■ **What you are asked to do**
Whenever a line in the entries below contains the string "FlowTimeout", copy that line.

■ **Information given**
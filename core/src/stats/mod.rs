//! Performance counters.
//!
//! Every pipeline thread registers a private counter block and updates it
//! with plain atomic adds on the hot path. A wakeup thread merges all blocks
//! every few seconds into a global snapshot table that stats loggers
//! consume. Additive counters sum across threads; gauge-like counters take
//! the maximum.

use std::collections::BTreeMap;
use std::sync::atomic::{AtomicBool, AtomicU64, Ordering};
use std::sync::{Arc, Mutex};
use std::time::Duration;

use crossbeam::channel::{tick, RecvTimeoutError, Sender};

/// The closed set of engine counters.
#[derive(Debug, Copy, Clone, PartialEq, Eq)]
#[repr(usize)]
pub enum Counter {
    DecoderPkts,
    DecoderBytes,
    DecoderInvalid,
    DecoderTcp,
    DecoderUdp,
    DecoderIcmp,
    FlowNew,
    FlowTimeout,
    FlowEmergency,
    FlowTablePeak,
    TcpSessions,
    TcpInvalidSeq,
    TcpInvalidRst,
    TcpReasmGaps,
    TcpReasmMemcap,
    StreamMsgs,
    DetectScans,
    DetectAlerts,
    VerdictAccept,
    VerdictDrop,
    VerdictReject,
    OutputLogged,
    OutputErrors,
    PoolDepleted,
}

impl Counter {
    pub const COUNT: usize = 24;

    pub fn name(&self) -> &'static str {
        match self {
            Counter::DecoderPkts => "decoder.pkts",
            Counter::DecoderBytes => "decoder.bytes",
            Counter::DecoderInvalid => "decoder.invalid",
            Counter::DecoderTcp => "decoder.tcp",
            Counter::DecoderUdp => "decoder.udp",
            Counter::DecoderIcmp => "decoder.icmp",
            Counter::FlowNew => "flow.new",
            Counter::FlowTimeout => "flow.timeout",
            Counter::FlowEmergency => "flow.emergency",
            Counter::FlowTablePeak => "flow.table_peak",
            Counter::TcpSessions => "tcp.sessions",
            Counter::TcpInvalidSeq => "tcp.invalid_seq",
            Counter::TcpInvalidRst => "tcp.invalid_rst",
            Counter::TcpReasmGaps => "tcp.reassembly_gaps",
            Counter::TcpReasmMemcap => "tcp.reassembly_memcap",
            Counter::StreamMsgs => "stream.msgs",
            Counter::DetectScans => "detect.scans",
            Counter::DetectAlerts => "detect.alerts",
            Counter::VerdictAccept => "verdict.accept",
            Counter::VerdictDrop => "verdict.drop",
            Counter::VerdictReject => "verdict.reject",
            Counter::OutputLogged => "output.logged",
            Counter::OutputErrors => "output.errors",
            Counter::PoolDepleted => "pool.depleted",
        }
    }

    /// Gauge-like counters merge by maximum instead of summation.
    fn is_max(&self) -> bool {
        matches!(self, Counter::FlowTablePeak)
    }

    const ALL: [Counter; Counter::COUNT] = [
        Counter::DecoderPkts,
        Counter::DecoderBytes,
        Counter::DecoderInvalid,
        Counter::DecoderTcp,
        Counter::DecoderUdp,
        Counter::DecoderIcmp,
        Counter::FlowNew,
        Counter::FlowTimeout,
        Counter::FlowEmergency,
        Counter::FlowTablePeak,
        Counter::TcpSessions,
        Counter::TcpInvalidSeq,
        Counter::TcpInvalidRst,
        Counter::TcpReasmGaps,
        Counter::TcpReasmMemcap,
        Counter::StreamMsgs,
        Counter::DetectScans,
        Counter::DetectAlerts,
        Counter::VerdictAccept,
        Counter::VerdictDrop,
        Counter::VerdictReject,
        Counter::OutputLogged,
        Counter::OutputErrors,
        Counter::PoolDepleted,
    ];

    fn all() -> impl Iterator<Item = Counter> {
        Self::ALL.into_iter()
    }
}

/// One thread's counter block.
#[derive(Debug)]
pub struct ThreadCounters {
    name: String,
    vals: Vec<AtomicU64>,
}

impl ThreadCounters {
    fn new(name: &str) -> Self {
        ThreadCounters {
            name: name.to_string(),
            vals: (0..Counter::COUNT).map(|_| AtomicU64::new(0)).collect(),
        }
    }

    #[inline]
    pub fn incr(&self, c: Counter) {
        self.add(c, 1);
    }

    #[inline]
    pub fn add(&self, c: Counter, n: u64) {
        self.vals[c as usize].fetch_add(n, Ordering::Relaxed);
    }

    /// Raises the counter to `v` if larger.
    #[inline]
    pub fn set_max(&self, c: Counter, v: u64) {
        self.vals[c as usize].fetch_max(v, Ordering::Relaxed);
    }

    #[inline]
    pub fn get(&self, c: Counter) -> u64 {
        self.vals[c as usize].load(Ordering::Relaxed)
    }

    pub fn name(&self) -> &str {
        &self.name
    }
}

/// Read-only merged snapshot handed to stats loggers.
pub type StatsTable = BTreeMap<&'static str, u64>;

/// Engine-wide counter registry.
#[derive(Debug, Default)]
pub struct StatsRegistry {
    threads: Mutex<Vec<Arc<ThreadCounters>>>,
    snapshot: Mutex<StatsTable>,
}

impl StatsRegistry {
    pub fn new() -> Arc<Self> {
        Arc::new(StatsRegistry::default())
    }

    pub fn register_thread(&self, name: &str) -> Arc<ThreadCounters> {
        let counters = Arc::new(ThreadCounters::new(name));
        self.threads.lock().unwrap().push(Arc::clone(&counters));
        counters
    }

    /// Merges all thread blocks into the global snapshot and returns it.
    pub fn aggregate(&self) -> StatsTable {
        let threads = self.threads.lock().unwrap();
        let mut table = StatsTable::new();
        for c in Counter::all() {
            let merged = if c.is_max() {
                threads.iter().map(|t| t.get(c)).max().unwrap_or(0)
            } else {
                threads.iter().map(|t| t.get(c)).sum()
            };
            table.insert(c.name(), merged);
        }
        let mut snapshot = self.snapshot.lock().unwrap();
        *snapshot = table.clone();
        table
    }

    /// Last merged snapshot.
    pub fn snapshot(&self) -> StatsTable {
        self.snapshot.lock().unwrap().clone()
    }
}

/// The wakeup thread body: merges every `interval` until `kill` is raised.
/// Each merged snapshot is also offered to `snapshots` (the output stage's
/// stats loggers) when a channel is given.
pub fn aggregator_loop(
    registry: Arc<StatsRegistry>,
    interval: Duration,
    kill: Arc<AtomicBool>,
    snapshots: Option<Sender<StatsTable>>,
) {
    log::info!("stats aggregator started, interval {:?}", interval);
    let ticker = tick(interval);
    while !kill.load(Ordering::Acquire) {
        match ticker.recv_timeout(Duration::from_millis(100)) {
            Ok(_) => {
                let table = registry.aggregate();
                if let Some(tx) = &snapshots {
                    let _ = tx.try_send(table);
                }
            }
            Err(RecvTimeoutError::Timeout) => continue,
            Err(RecvTimeoutError::Disconnected) => break,
        }
    }
    registry.aggregate();
    log::info!("stats aggregator stopped");
}

#[cfg(test)]
mod tests {
    use super::*;

    #[test]
    fn additive_counters_sum_across_threads() {
        let registry = StatsRegistry::new();
        let a = registry.register_thread("worker-0");
        let b = registry.register_thread("worker-1");
        a.add(Counter::DecoderPkts, 5);
        b.add(Counter::DecoderPkts, 7);
        let table = registry.aggregate();
        assert_eq!(table["decoder.pkts"], 12);
    }

    #[test]
    fn max_counters_take_the_peak() {
        let registry = StatsRegistry::new();
        let a = registry.register_thread("a");
        let b = registry.register_thread("b");
        a.set_max(Counter::FlowTablePeak, 10);
        a.set_max(Counter::FlowTablePeak, 4); // lower value is ignored
        b.set_max(Counter::FlowTablePeak, 8);
        let table = registry.aggregate();
        assert_eq!(table["flow.table_peak"], 10);
    }

    #[test]
    fn snapshot_reflects_last_aggregate() {
        let registry = StatsRegistry::new();
        let t = registry.register_thread("t");
        t.incr(Counter::DetectAlerts);
        registry.aggregate();
        assert_eq!(registry.snapshot()["detect.alerts"], 1);
    }

    #[test]
    fn every_counter_has_a_distinct_name() {
        let names: std::collections::HashSet<_> = Counter::all().map(|c| c.name()).collect();
        assert_eq!(names.len(), Counter::COUNT);
    }
}
#[cfg(test)]
mod tests {
    use super::*;

    fn params() -> SessionParams {
        SessionParams {
            midstream: true,
            chunk_len_init: 1,
            chunk_len_steady: 1,
            gap_timeout: 60,
        }
    }

    fn session() -> TcpSession {
        TcpSession::new(OsPolicy::Bsd, Arc::new(MemBudget::new(1 << 20)))
    }

    fn meta(seq: u32, ack: u32, flags: u8) -> TcpMeta {
        TcpMeta {
            sport: 4000,
            dport: 80,
            seq,
            ack,
            flags,
            window: 0xffff,
            wscale: None,
            payload_offset: 0,
            payload_len: 0,
        }
    }

    fn drive(
        ssn: &mut TcpSession,
        dir: Direction,
        seq: u32,
        ack: u32,
        flags: u8,
        payload: &[u8],
    ) -> SessionOutput {
        let ts = Timestamp::new(10, 0);
        ssn.handle(dir, &meta(seq, ack, flags), payload, ts, &params())
    }

    fn collect_data(msgs: &[StreamMsg], dir_flag: u8) -> Vec<u8> {
        msgs.iter()
            .filter(|m| m.flags & dir_flag != 0)
            .flat_map(|m| m.data.clone())
            .collect()
    }

    #[test]
    fn three_way_handshake_then_data() {
        let mut ssn = session();
        let mut msgs = Vec::new();

        drive(&mut ssn, Direction::ToServer, 0, 0, SYN, b"");
        assert_eq!(ssn.state, TcpState::SynSent);
        drive(&mut ssn, Direction::ToClient, 0, 1, SYN | ACK, b"");
        assert_eq!(ssn.state, TcpState::SynRecv);
        drive(&mut ssn, Direction::ToServer, 1, 1, ACK, b"");
        assert_eq!(ssn.state, TcpState::Established);

        let out = drive(&mut ssn, Direction::ToServer, 1, 1, ACK | 0x08, b"AAA");
        msgs.extend(out.msgs);
        drive(&mut ssn, Direction::ToClient, 1, 4, ACK, b"");

        assert_eq!(ssn.state, TcpState::Established);
        assert_eq!(ssn.client.next_seq, 4);
        // The server's ack=4 acknowledges all three payload bytes.
        assert_eq!(ssn.client.last_ack, 4);

        let toserver = collect_data(&msgs, STREAM_TOSERVER);
        assert_eq!(toserver, b"AAA");
        assert!(msgs[0].flags & STREAM_START != 0);
    }

    #[test]
    fn midstream_pickup_with_payload() {
        let mut ssn = session();
        let mut msgs = Vec::new();

        let out = drive(&mut ssn, Direction::ToServer, 10, 20, ACK | 0x08, b"AAA");
        msgs.extend(out.msgs);
        assert_eq!(ssn.state, TcpState::Established);
        assert!(ssn.is_midstream());

        let out = drive(&mut ssn, Direction::ToClient, 20, 13, ACK | 0x08, b"BBB");
        msgs.extend(out.msgs);
        let out = drive(&mut ssn, Direction::ToServer, 13, 23, ACK | 0x08, b"CCC");
        msgs.extend(out.msgs);
        // Below the inferred anchor: the bytes still surface in arrival
        // order, but sequence state stays put.
        let out = drive(&mut ssn, Direction::ToClient, 19, 16, ACK | 0x08, b"DDD");
        msgs.extend(out.msgs);

        assert_eq!(ssn.client.next_seq, 16);
        assert_eq!(ssn.server.next_seq, 23);
        assert_eq!(collect_data(&msgs, STREAM_TOSERVER), b"AAACCC");
        assert_eq!(collect_data(&msgs, STREAM_TOCLIENT), b"BBBDDD");
    }

    #[test]
    fn midstream_disabled_ignores_unseen_flows() {
        let mut ssn = session();
        let mut p = params();
        p.midstream = false;
        let out = ssn.handle(
            Direction::ToServer,
            &meta(10, 20, ACK),
            b"AAA",
            Timestamp::new(0, 0),
            &p,
        );
        assert_eq!(ssn.state, TcpState::None);
        assert!(out.msgs.is_empty());
    }

    #[test]
    fn fin_teardown_sequence() {
        let mut ssn = session();
        // Establish midstream at client 100, server 200.
        drive(&mut ssn, Direction::ToServer, 100, 200, ACK, b"");
        assert_eq!(ssn.state, TcpState::Established);

        drive(&mut ssn, Direction::ToServer, 100, 200, FIN | ACK, b"");
        assert_eq!(ssn.state, TcpState::FinWait1);
        drive(&mut ssn, Direction::ToClient, 200, 101, ACK, b"");
        assert_eq!(ssn.state, TcpState::FinWait2);
        drive(&mut ssn, Direction::ToClient, 200, 101, FIN | ACK, b"");
        assert_eq!(ssn.state, TcpState::TimeWait);
        let out = drive(&mut ssn, Direction::ToServer, 101, 201, ACK, b"");
        assert_eq!(ssn.state, TcpState::Closed);
        let _ = out;
    }

    #[test]
    fn zero_length_segment_advances_state_by_flags() {
        let mut ssn = session();
        drive(&mut ssn, Direction::ToServer, 0, 0, SYN, b"");
        drive(&mut ssn, Direction::ToClient, 500, 1, SYN | ACK, b"");
        let out = drive(&mut ssn, Direction::ToServer, 1, 501, ACK, b"");
        assert_eq!(ssn.state, TcpState::Established);
        assert!(out.msgs.is_empty());
        assert_eq!(ssn.client.next_seq, 1);
    }

    #[test]
    fn invalid_sequence_flagged_not_used() {
        // Handshake-established session: the anchors are exact, so the
        // validation envelope applies strictly.
        let mut ssn = session();
        drive(&mut ssn, Direction::ToServer, 100, 0, SYN, b"");
        drive(&mut ssn, Direction::ToClient, 500, 101, SYN | ACK, b"");
        drive(&mut ssn, Direction::ToServer, 101, 501, ACK, b"");
        assert_eq!(ssn.state, TcpState::Established);

        // Way outside the envelope.
        let out = drive(
            &mut ssn,
            Direction::ToServer,
            100_000_000,
            501,
            ACK | 0x08,
            b"XX",
        );
        assert!(out.events & EVENT_TCP_INVALID_SEQ != 0);
        assert_eq!(ssn.client.next_seq, 101);
    }

    #[test]
    fn reset_exact_match_under_bsd() {
        let mut ssn = session();
        drive(&mut ssn, Direction::ToServer, 100, 200, ACK, b"");
        // RST toward the server: client's next_seq must match exactly.
        let out = drive(&mut ssn, Direction::ToServer, 101, 200, RST, b"");
        assert!(out.events & EVENT_TCP_INVALID_RST != 0);
        assert_ne!(ssn.state, TcpState::Closed);

        let out = drive(&mut ssn, Direction::ToServer, 100, 200, RST, b"");
        assert_eq!(out.events & EVENT_TCP_INVALID_RST, 0);
        assert_eq!(ssn.state, TcpState::Closed);
    }

    #[test]
    fn reset_in_window_under_linux() {
        let mut ssn = TcpSession::new(OsPolicy::Linux, Arc::new(MemBudget::new(1 << 20)));
        drive(&mut ssn, Direction::ToServer, 100, 200, ACK, b"");
        // In-window but not exact: accepted under the window rule.
        let out = drive(&mut ssn, Direction::ToServer, 140, 200, RST, b"");
        assert_eq!(out.events & EVENT_TCP_INVALID_RST, 0);
        assert_eq!(ssn.state, TcpState::Closed);
    }

    #[test]
    fn reset_out_of_window_under_linux() {
        let mut ssn = TcpSession::new(OsPolicy::Linux, Arc::new(MemBudget::new(1 << 20)));
        drive(&mut ssn, Direction::ToServer, 100, 200, ACK, b"");
        ssn.client.window = 50;
        let out = drive(&mut ssn, Direction::ToServer, 100 + 51 + 10, 200, RST, b"");
        assert!(out.events & EVENT_TCP_INVALID_RST != 0);
        assert_ne!(ssn.state, TcpState::Closed);
    }

    #[test]
    fn eof_emitted_after_close() {
        let mut ssn = session();
        drive(&mut ssn, Direction::ToServer, 100, 200, ACK | 0x08, b"data");
        drive(&mut ssn, Direction::ToServer, 104, 200, FIN | ACK, b"");
        drive(&mut ssn, Direction::ToClient, 200, 105, ACK, b"");
        drive(&mut ssn, Direction::ToClient, 200, 105, FIN | ACK, b"");
        let out = drive(&mut ssn, Direction::ToServer, 105, 201, ACK, b"");
        assert_eq!(ssn.state, TcpState::Closed);
        assert!(out
            .msgs
            .iter()
            .any(|m| m.flags & STREAM_EOF != 0 && m.flags & STREAM_TOSERVER != 0));
    }

    #[test]
    fn last_ack_and_next_seq_monotone() {
        let mut ssn = session();
        drive(&mut ssn, Direction::ToServer, 100, 200, ACK, b"");
        let mut prev_next = ssn.client.next_seq;
        let mut prev_ack = ssn.client.last_ack;
        for (i, chunk) in [b"aa", b"bb", b"cc"].iter().enumerate() {
            drive(
                &mut ssn,
                Direction::ToServer,
                100 + (i as u32) * 2,
                200,
                ACK | 0x08,
                *chunk,
            );
            drive(
                &mut ssn,
                Direction::ToClient,
                200,
                100 + (i as u32 + 1) * 2,
                ACK,
                b"",
            );
            assert!(seq_geq(ssn.client.next_seq, prev_next));
            assert!(seq_geq(ssn.client.last_ack, prev_ack));
            assert!(seq_leq(ssn.client.last_ack, ssn.client.next_seq));
            prev_next = ssn.client.next_seq;
            prev_ack = ssn.client.last_ack;
        }
    }
}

■ **Task response**
    FlowTimeout,
            Counter::FlowTimeout => "flow.timeout",
        Counter::FlowTimeout,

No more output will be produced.